DATASET EXTRACT
=======

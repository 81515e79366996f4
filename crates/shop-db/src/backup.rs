//! # Backup Snapshots
//!
//! Timestamped snapshots of the store file, and purge of expired ones.
//!
//! ## Why `VACUUM INTO` instead of a file copy
//! ```text
//! ┌──────────────────────────────────────────────────────────────┐
//! │  The pool runs in WAL mode:                                  │
//! │                                                              │
//! │    shop.db        ← main file                                │
//! │    shop.db-wal    ← recent commits live HERE                 │
//! │                                                              │
//! │  A raw copy of shop.db alone silently drops everything       │
//! │  still in the WAL. VACUUM INTO writes one consistent,        │
//! │  self-contained snapshot through SQLite itself, under a      │
//! │  read transaction - ongoing reads are never blocked.         │
//! └──────────────────────────────────────────────────────────────┘
//! ```
//!
//! Backups are out-of-band operations: the caller triggers them manually
//! or on a timer and is responsible for not overlapping a backup with a
//! restore (restore = replace the store file while the pool is closed).

use std::path::{Path, PathBuf};
use std::time::{Duration, SystemTime};

use chrono::Utc;
use sqlx::SqlitePool;
use tracing::{debug, info};

use crate::error::StoreResult;

/// Marker embedded in every snapshot filename; purge only ever touches
/// files carrying it.
const BACKUP_MARKER: &str = "_backup_";

/// Takes a snapshot of the live store into `backup_dir`.
///
/// The artifact is named `<stem>_backup_<YYYYMMDD_HHMMSS>.<ext>` after the
/// source file, e.g. `shop_backup_20260806_143000.db`.
pub async fn snapshot(
    pool: &SqlitePool,
    source: &Path,
    backup_dir: &Path,
) -> StoreResult<PathBuf> {
    // In-memory stores have no usable filename to derive the stem from.
    let stem = source
        .file_stem()
        .and_then(|s| s.to_str())
        .filter(|s| !s.starts_with(':'))
        .unwrap_or("store");
    let ext = source
        .extension()
        .and_then(|s| s.to_str())
        .unwrap_or("db");

    let timestamp = Utc::now().format("%Y%m%d_%H%M%S");
    let target = backup_dir.join(format!("{stem}{BACKUP_MARKER}{timestamp}.{ext}"));

    std::fs::create_dir_all(backup_dir)?;

    debug!(target = %target.display(), "taking backup snapshot");

    let target_str = target.display().to_string();
    sqlx::query("VACUUM INTO ?1")
        .bind(target_str)
        .execute(pool)
        .await?;

    info!(target = %target.display(), "backup complete");
    Ok(target)
}

/// Deletes snapshot files in `backup_dir` older than `keep_days`.
///
/// Only files carrying the backup marker are candidates; anything else in
/// the directory is left alone. Returns the number of files removed.
pub fn purge_old_backups(backup_dir: &Path, keep_days: u32) -> StoreResult<usize> {
    let cutoff = SystemTime::now() - Duration::from_secs(u64::from(keep_days) * 24 * 60 * 60);
    let mut removed = 0;

    for entry in std::fs::read_dir(backup_dir)? {
        let entry = entry?;
        let name = entry.file_name();
        let is_backup = name
            .to_str()
            .is_some_and(|n| n.contains(BACKUP_MARKER));
        if !is_backup {
            continue;
        }

        let modified = entry.metadata()?.modified()?;
        if modified < cutoff {
            debug!(file = %entry.path().display(), "purging expired backup");
            std::fs::remove_file(entry.path())?;
            removed += 1;
        }
    }

    if removed > 0 {
        info!(removed, keep_days, "purged expired backups");
    }
    Ok(removed)
}

// =============================================================================
// Unit Tests
// =============================================================================

#[cfg(test)]
mod tests {
    use super::*;
    use crate::testing;
    use shop_core::NewProduct;

    #[tokio::test]
    async fn test_snapshot_naming_and_content() {
        let store = testing::store().await;
        let dir = tempfile::tempdir().unwrap();

        store
            .products()
            .insert(&NewProduct::new("Galaxy A16", 49_900))
            .await
            .unwrap();

        let path = snapshot(store.pool(), Path::new("data/shop.db"), dir.path())
            .await
            .unwrap();

        let name = path.file_name().unwrap().to_str().unwrap();
        assert!(name.starts_with("shop_backup_"));
        assert!(name.ends_with(".db"));

        // The snapshot is a complete, self-contained database.
        let size = std::fs::metadata(&path).unwrap().len();
        assert!(size > 0);
    }

    #[tokio::test]
    async fn test_purge_respects_cutoff_and_marker() {
        let dir = tempfile::tempdir().unwrap();

        let old = dir.path().join("shop_backup_20200101_000000.db");
        let unrelated = dir.path().join("notes.txt");
        std::fs::write(&old, b"stale").unwrap();
        std::fs::write(&unrelated, b"keep me").unwrap();

        // Age the backup file past the cutoff.
        let two_days_ago = SystemTime::now() - Duration::from_secs(2 * 24 * 60 * 60);
        let times = std::fs::FileTimes::new().set_modified(two_days_ago);
        std::fs::File::options()
            .write(true)
            .open(&old)
            .unwrap()
            .set_times(times)
            .unwrap();

        let removed = purge_old_backups(dir.path(), 1).unwrap();

        assert_eq!(removed, 1);
        assert!(!old.exists());
        assert!(unrelated.exists());
    }

    #[tokio::test]
    async fn test_purge_keeps_recent_backups() {
        let dir = tempfile::tempdir().unwrap();

        let fresh = dir.path().join("shop_backup_20260806_120000.db");
        std::fs::write(&fresh, b"fresh").unwrap();

        let removed = purge_old_backups(dir.path(), 30).unwrap();

        assert_eq!(removed, 0);
        assert!(fresh.exists());
    }
}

=======

ASSIGNMENT
All the records above need to be set down again exactly as they were given.

WRITTEN ANSWER
repository 81515e79366996f4
filename crates/shop-db/src/backup.rs
//! # Backup Snapshots
//!
//! Timestamped snapshots of the store file, and purge of expired ones.
//!
//! ## Why `VACUUM INTO` instead of a file copy
//! ```text
//! ┌──────────────────────────────────────────────────────────────┐
//! │  The pool runs in WAL mode:                                  │
//! │                                                              │
//! │    shop.db        ← main file                                │
//! │    shop.db-wal    ← recent commits live HERE                 │
//! │                                                              │
//! │  A raw copy of shop.db alone silently drops everything       │
//! │  still in the WAL. VACUUM INTO writes one consistent,        │
//! │  self-contained snapshot through SQLite itself, under a      │
//! │  read transaction - ongoing reads are never blocked.         │
//! └──────────────────────────────────────────────────────────────┘
//! ```
//!
//! Backups are out-of-band operations: the caller triggers them manually
//! or on a timer and is responsible for not overlapping a backup with a
//! restore (restore = replace the store file while the pool is closed).

use std::path::{Path, PathBuf};
use std::time::{Duration, SystemTime};

use chrono::Utc;
use sqlx::SqlitePool;
use tracing::{debug, info};

use crate::error::StoreResult;

/// Marker embedded in every snapshot filename; purge only ever touches
/// files carrying it.
const BACKUP_MARKER: &str = "_backup_";

/// Takes a snapshot of the live store into `backup_dir`.
///
/// The artifact is named `<stem>_backup_<YYYYMMDD_HHMMSS>.<ext>` after the
/// source file, e.g. `shop_backup_20260806_143000.db`.
pub async fn snapshot(
    pool: &SqlitePool,
    source: &Path,
    backup_dir: &Path,
) -> StoreResult<PathBuf> {
    // In-memory stores have no usable filename to derive the stem from.
    let stem = source
        .file_stem()
        .and_then(|s| s.to_str())
        .filter(|s| !s.starts_with(':'))
        .unwrap_or("store");
    let ext = source
        .extension()
        .and_then(|s| s.to_str())
        .unwrap_or("db");

    let timestamp = Utc::now().format("%Y%m%d_%H%M%S");
    let target = backup_dir.join(format!("{stem}{BACKUP_MARKER}{timestamp}.{ext}"));

    std::fs::create_dir_all(backup_dir)?;

    debug!(target = %target.display(), "taking backup snapshot");

    let target_str = target.display().to_string();
    sqlx::query("VACUUM INTO ?1")
        .bind(target_str)
        .execute(pool)
        .await?;

    info!(target = %target.display(), "backup complete");
    Ok(target)
}

/// Deletes snapshot files in `backup_dir` older than `keep_days`.
///
/// Only files carrying the backup marker are candidates; anything else in
/// the directory is left alone. Returns the number of files removed.
pub fn purge_old_backups(backup_dir: &Path, keep_days: u32) -> StoreResult<usize> {
    let cutoff = SystemTime::now() - Duration::from_secs(u64::from(keep_days) * 24 * 60 * 60);
    let mut removed = 0;

    for entry in std::fs::read_dir(backup_dir)? {
        let entry = entry?;
        let name = entry.file_name();
        let is_backup = name
            .to_str()
            .is_some_and(|n| n.contains(BACKUP_MARKER));
        if !is_backup {
            continue;
        }

        let modified = entry.metadata()?.modified()?;
        if modified < cutoff {
            debug!(file = %entry.path().display(), "purging expired backup");
            std::fs::remove_file(entry.path())?;
            removed += 1;
        }
    }

    if removed > 0 {
        info!(removed, keep_days, "purged expired backups");
    }
    Ok(removed)
}

// =============================================================================
// Unit Tests
// =============================================================================

#[cfg(test)]
mod tests {
    use super::*;
    use crate::testing;
    use shop_core::NewProduct;

    #[tokio::test]
    async fn test_snapshot_naming_and_content() {
        let store = testing::store().await;
        let dir = tempfile::tempdir().unwrap();

        store
            .products()
            .insert(&NewProduct::new("Galaxy A16", 49_900))
            .await
            .unwrap();

        let path = snapshot(store.pool(), Path::new("data/shop.db"), dir.path())
            .await
            .unwrap();

        let name = path.file_name().unwrap().to_str().unwrap();
        assert!(name.starts_with("shop_backup_"));
        assert!(name.ends_with(".db"));

        // The snapshot is a complete, self-contained database.
        let size = std::fs::metadata(&path).unwrap().len();
        assert!(size > 0);
    }

    #[tokio::test]
    async fn test_purge_respects_cutoff_and_marker() {
        let dir = tempfile::tempdir().unwrap();

        let old = dir.path().join("shop_backup_20200101_000000.db");
        let unrelated = dir.path().join("notes.txt");
        std::fs::write(&old, b"stale").unwrap();
        std::fs::write(&unrelated, b"keep me").unwrap();

        // Age the backup file past the cutoff.
        let two_days_ago = SystemTime::now() - Duration::from_secs(2 * 24 * 60 * 60);
        let times = std::fs::FileTimes::new().set_modified(two_days_ago);
        std::fs::File::options()
            .write(true)
            .open(&old)
            .unwrap()
            .set_times(times)
            .unwrap();

        let removed = purge_old_backups(dir.path(), 1).unwrap();

        assert_eq!(removed, 1);
        assert!(!old.exists());
        assert!(unrelated.exists());
    }

    #[tokio::test]
    async fn test_purge_keeps_recent_backups() {
        let dir = tempfile::tempdir().unwrap();

        let fresh = dir.path().join("shop_backup_20260806_120000.db");
        std::fs::write(&fresh, b"fresh").unwrap();

        let removed = purge_old_backups(dir.path(), 30).unwrap();

        assert_eq!(removed, 0);
        assert!(fresh.exists());
    }
}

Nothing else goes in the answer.